Wow, am I glad I read it!

I spent an entire weekend doing almost nothing but reading this book.  And I'm not a marathon reader.  I haven't read a book this fast since the last Harry Potter came out, and the only reason I read that one so fast was that I wanted to avoid spoilers.  

Why was it so fascinating?  I wanted to get to The Truth.  I knew that the book was full of lies-- foreshadowing in the first few pages practically promises it-- but I wanted to know what were the lies and what was the truth. 

It's a quick read, with lots of very short scenes and paragraphs that glide along.  Aside from great stories of the world of white collar crime and law enforcement bureaucracy, the book is a fascinating study of a champion liar.

I don't think I'm giving away too many spoilers by saying that Mark Whitacre, the main character in the book, is a lying piece of shit.  He lies to everyone.  Constantly.  His lies are stuffed with lies, sauteed in lie sauce, smothered in lies, with lie sprinkles on top.  

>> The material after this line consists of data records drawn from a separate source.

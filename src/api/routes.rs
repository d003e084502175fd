use axum::{
    Json,
    extract::{
        Path, Query, State,
        rejection::{JsonRejection, PathRejection, QueryRejection},
    },
    http::StatusCode,
    response::{IntoResponse, Response},
};
use serde::Deserialize;
use serde_json::json;

use crate::api::ApiState;
use crate::core::db::{Detection, DetectionRepository, DetectionUpdate, NewDetection};
use crate::error::StoreError;

const DEFAULT_LIMIT: u32 = 10;

#[derive(Debug, Deserialize)]
pub struct ListQuery {
    #[serde(default)]
    pub skip: u32,
    #[serde(default = "default_limit")]
    pub limit: u32,
}

fn default_limit() -> u32 {
    DEFAULT_LIMIT
}

#[derive(Debug)]
pub enum ApiError {
    NotFound,
    Invalid(String),
    /// Details stay in the log; clients get a generic message.
    Internal,
}

impl From<StoreError> for ApiError {
    fn from(err: StoreError) -> Self {
        match err {
            StoreError::Invalid(e) => ApiError::Invalid(e.to_string()),
            other => {
                tracing::error!(error = %other, "record service failure");
                ApiError::Internal
            }
        }
    }
}

impl IntoResponse for ApiError {
    fn into_response(self) -> Response {
        let (status, detail) = match self {
            ApiError::NotFound => (StatusCode::NOT_FOUND, "Detection not found".to_string()),
            ApiError::Invalid(detail) => (StatusCode::UNPROCESSABLE_ENTITY, detail),
            ApiError::Internal => (
                StatusCode::INTERNAL_SERVER_ERROR,
                "Internal server error".to_string(),
            ),
        };
        (status, Json(json!({ "detail": detail }))).into_response()
    }
}

impl From<JsonRejection> for ApiError {
    fn from(rejection: JsonRejection) -> Self {
        ApiError::Invalid(rejection.body_text())
    }
}

impl From<PathRejection> for ApiError {
    fn from(rejection: PathRejection) -> Self {
        ApiError::Invalid(rejection.body_text())
    }
}

impl From<QueryRejection> for ApiError {
    fn from(rejection: QueryRejection) -> Self {
        ApiError::Invalid(rejection.body_text())
    }
}

pub async fn health() -> impl IntoResponse {
    "OK"
}

pub async fn create_detection(
    State(st): State<ApiState>,
    body: Result<Json<NewDetection>, JsonRejection>,
) -> Result<(StatusCode, Json<Detection>), ApiError> {
    let Json(body) = body?;
    let detection = st.db.add_detection(&body).await?;
    Ok((StatusCode::CREATED, Json(detection)))
}

pub async fn get_detection(
    State(st): State<ApiState>,
    id: Result<Path<i64>, PathRejection>,
) -> Result<Json<Detection>, ApiError> {
    let Path(id) = id?;
    st.db
        .get_detection_by_id(id)
        .await?
        .map(Json)
        .ok_or(ApiError::NotFound)
}

pub async fn list_detections(
    State(st): State<ApiState>,
    query: Result<Query<ListQuery>, QueryRejection>,
) -> Result<Json<Vec<Detection>>, ApiError> {
    let Query(query) = query?;
    Ok(Json(st.db.get_detections(query.skip, query.limit).await?))
}

pub async fn update_detection(
    State(st): State<ApiState>,
    id: Result<Path<i64>, PathRejection>,
    update: Result<Json<DetectionUpdate>, JsonRejection>,
) -> Result<Json<Detection>, ApiError> {
    let Path(id) = id?;
    let Json(update) = update?;
    st.db
        .update_detection(id, &update)
        .await?
        .map(Json)
        .ok_or(ApiError::NotFound)
}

Even when Whitacre is caught in all the lies, and colleagues, investigators, prosecutors, even his own lawyer, say, "Enough! YOU MUST TELL US THE TRUTH NOW OR VERY BAD THINGS WILL HAPPEN!"  Whitacre promises-- absolutely promises!--  that this time he's going to come clean.  Even then... he lies.   About a dozen times this process repeats itself. 

The man is pathologically incapable of telling the truth.  

He lies to himself as well. He deludes himself into thinking that after this is all over, he will be the hero of this story, vindicated and loved by everyone.  The few times when he does decide to reveal the truth, he does it in a spectacular way with the most inappropriate people, which only lands him in deeper trouble.  


 Fascinating.  I just can't look away!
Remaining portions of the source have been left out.